Scrape responsibly — this matters: check the site's robots.txt and Terms of Service (some prohibit scraping), identify your bot with a User-Agent, and rate-limit your requests (a time.sleep() between them) so you don't hammer the server — aggressive scraping can get your IP banned or cause real harm. Prefer an official API if one exists; it's stabler and sanctioned. Technical caveat: requests+BeautifulSoup only see the initial HTML — pages that build content with JavaScript need a browser-automation tool (Selenium, Playwright). Scrape only public data, respect copyright, and never collect personal data without a lawful basis.

🏋️ Practical Exercise

Scrape a web page responsibly:

  1. Fetch a page with requests and check the status code.
  2. Parse the HTML with BeautifulSoup and extract all the links.
  3. Use a CSS selector to grab specific elements (e.g. article titles).
  4. Save the extracted data to a CSV file.

🔥 Challenge Exercise

Build a scraper for a paginated listing site (e.g. quotes or books from a scraping-practice site): fetch each page, extract structured records with CSS selectors, follow the “next” link until there are none, and write all results to a CSV. Add a polite delay between requests and a realistic User-Agent header. Bonus: handle missing fields gracefully and check robots.txt before scraping.

📋 Summary

  • Web scraping extracts data from web pages programmatically.
  • requests fetches HTML and BeautifulSoup parses it; CSS selectors locate elements.
  • For JavaScript-rendered pages, use a browser-automation tool like Selenium or Playwright.
  • Handle pagination by following “next” links or incrementing page parameters.
  • Scrape ethically: respect robots.txt, throttle requests, and set a sensible User-Agent.
  • Save results to CSV/JSON and handle missing or changed fields defensively.

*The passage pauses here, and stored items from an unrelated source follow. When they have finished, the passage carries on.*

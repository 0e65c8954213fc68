//! Error types for browser operations.
//!
//! - [`FetchError`] - Network/fetch-related errors for HTTP requests
//! - [`StorageError`] - localStorage operations for the remembered session
//!
//! Fetch errors are converted into [`PodError`] at the collaborator boundary
//! so the dashboard only ever sees core error values.

use std::fmt;

use podview_core::PodError;

/// Network/fetch-related errors for HTTP requests.
#[derive(Debug, Clone)]
pub enum FetchError {
    /// Browser window not available
    NoWindow,
    /// Failed to create HTTP request
    RequestCreationFailed,
    /// Network request failed (CORS, offline, etc.)
    NetworkError(String),
    /// HTTP error response (non-2xx status)
    HttpError(u16),
    /// Failed to read response body
    ResponseReadFailed,
    /// Invalid response content (not text)
    InvalidContent,
    /// Request timed out
    Timeout,
}

impl fmt::Display for FetchError {
    fn fmt(&self, f: &mut fmt::Formatter<'_>) -> fmt::Result {
        match self {
            Self::NoWindow => write!(f, "Browser window not available"),
            Self::RequestCreationFailed => write!(f, "Failed to create request"),
            Self::NetworkError(msg) => write!(f, "Network error: {}", msg),
            Self::HttpError(status) => write!(f, "HTTP error: {}", status),
            Self::ResponseReadFailed => write!(f, "Failed to read response"),
            Self::InvalidContent => write!(f, "Invalid response content"),
            Self::Timeout => write!(f, "Request timed out"),
        }
    }
}

impl std::error::Error for FetchError {}

impl From<FetchError> for PodError {
    fn from(err: FetchError) -> Self {
        match err {
            FetchError::HttpError(status) => PodError::Http { status },
            FetchError::Timeout => PodError::Timeout,
            FetchError::NetworkError(msg) => PodError::Network(msg),
            FetchError::NoWindow => PodError::Unavailable(err.to_string()),
            other => PodError::Network(other.to_string()),
        }
    }
}

/// Errors from persisting the session in localStorage.
#[derive(Debug, Clone)]
pub enum StorageError {
    /// localStorage not available.
    StorageUnavailable,
    /// Failed to encode the session as JSON.
    SerializationFailed,
    /// Failed to save to localStorage.
    SaveFailed,
    /// Failed to remove from localStorage.
    RemoveFailed,
}

impl fmt::Display for StorageError {
    fn fmt(&self, f: &mut fmt::Formatter<'_>) -> fmt::Result {
        match self {
            Self::StorageUnavailable => write!(f, "localStorage not available"),
            Self::SerializationFailed => write!(f, "failed to encode session"),
            Self::SaveFailed => write!(f, "failed to save to localStorage"),
            Self::RemoveFailed => write!(f, "failed to remove from localStorage"),
        }
    }
}

impl std::error::Error for StorageError {}

#[cfg(test)]
mod tests {
    use super::*;

    #[test]
    fn test_fetch_error_into_pod_error() {
        assert_eq!(
            PodError::from(FetchError::HttpError(401)),
            PodError::Http { status: 401 }
        );
        assert_eq!(PodError::from(FetchError::Timeout), PodError::Timeout);
        assert_eq!(
            PodError::from(FetchError::ResponseReadFailed),
            PodError::Network("Failed to read response".into())
        );
        assert_eq!(
            PodError::from(FetchError::NoWindow),
            PodError::Unavailable("Browser window not available".into())
        );
    }
}
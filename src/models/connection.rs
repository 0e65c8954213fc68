use podview_core::Session;
use podview_core::url::{extract_host, is_absolute_url};

use std::fmt;

/// Connection state of the explorer.
#[derive(Clone, Debug, Default, PartialEq)]
pub enum ConnectionState {
    #[default]
    Disconnected,
    /// Resolving the pod root for a session.
    Connecting,
    Connected(Session),
}

impl ConnectionState {
    pub fn is_connected(&self) -> bool {
        matches!(self, ConnectionState::Connected(_))
    }

    /// Short label for the status bar: WebID host, pod host, or a placeholder.
    pub fn display_name(&self) -> String {
        match self {
            ConnectionState::Connected(session) => session
                .web_id
                .as_deref()
                .or(session.pod_root.as_deref())
                .and_then(extract_host)
                .unwrap_or_else(|| "anonymous".to_string()),
            ConnectionState::Connecting => "connecting...".to_string(),
            ConnectionState::Disconnected => "guest".to_string(),
        }
    }
}

/// Why the connect form could not produce a session.
#[derive(Debug, Clone, PartialEq)]
pub enum ConnectError {
    Empty,
    InvalidUrl(String),
}

impl fmt::Display for ConnectError {
    fn fmt(&self, f: &mut fmt::Formatter<'_>) -> fmt::Result {
        match self {
            Self::Empty => write!(f, "Enter a WebID or a pod URL"),
            Self::InvalidUrl(url) => write!(f, "'{}' is not a valid URL", url),
        }
    }
}

impl std::error::Error for ConnectError {}

/// Raw values of the connect form.
#[derive(Clone, Debug, Default, PartialEq)]
pub struct ConnectForm {
    pub web_id: String,
    pub pod_url: String,
}

impl ConnectForm {
    pub fn from_session(session: &Session) -> Self {
        Self {
            web_id: session.web_id.clone().unwrap_or_default(),
            pod_url: session.pod_root.clone().unwrap_or_default(),
        }
    }

    /// Validate the fields and build a session.
    pub fn to_session(&self) -> Result<Session, ConnectError> {
        let web_id = self.web_id.trim();
        let pod_url = self.pod_url.trim();
        if web_id.is_empty() && pod_url.is_empty() {
            return Err(ConnectError::Empty);
        }
        for value in [web_id, pod_url] {
            if !value.is_empty() && !(is_absolute_url(value) && extract_host(value).is_some()) {
                return Err(ConnectError::InvalidUrl(value.to_string()));
            }
        }
        Ok(Session::new(
            Some(web_id.to_string()),
            Some(pod_url.to_string()),
        ))
    }
}
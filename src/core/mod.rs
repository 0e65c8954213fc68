//! Browser-side collaborators and persistence.
//!
//! - [`PodClient`] - `fetch`-based implementation of the pod traits
//! - [`session_store`] - remembered session in localStorage
//! - [`error`] - browser error types

mod client;
pub mod error;
pub mod session_store;

pub use client::PodClient;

Interview Questions on Web Scraping

  • What is web scraping and what are common use cases?
  • What libraries are commonly used for scraping in Python?
  • What is the difference between requests + BeautifulSoup and a tool like Selenium?
  • How do you handle pagination when scraping?
  • What are the legal and ethical considerations (robots.txt, rate limiting)?
  • How do you scrape pages that load content with JavaScript?
  • How do you make a scraper robust against page changes?

FAQ

Is web scraping legal? +

It depends on the site, its terms of service, and your jurisdiction. Always check robots.txt and the site’s terms, avoid scraping personal or copyrighted data you have no right to, throttle your requests, and prefer an official API when one exists.

When do I need Selenium instead of requests + BeautifulSoup? +

Use requests + BeautifulSoup for static HTML. When content is rendered by JavaScript after the page loads, a regular request won’t see it — a browser-automation tool like Selenium or Playwright runs the JS and gives you the final DOM.

How do I avoid getting blocked? +

Be polite: add delays between requests, set a realistic User-Agent, respect rate limits and robots.txt, and avoid hammering the server. Aggressive scraping can get your IP blocked and may violate the site’s terms.

How do I make my scraper resilient to site changes? +

Select elements with stable selectors, guard against missing fields (don’t assume every record is complete), log unexpected structures, and isolate parsing logic so you only have to update one place when the page layout changes.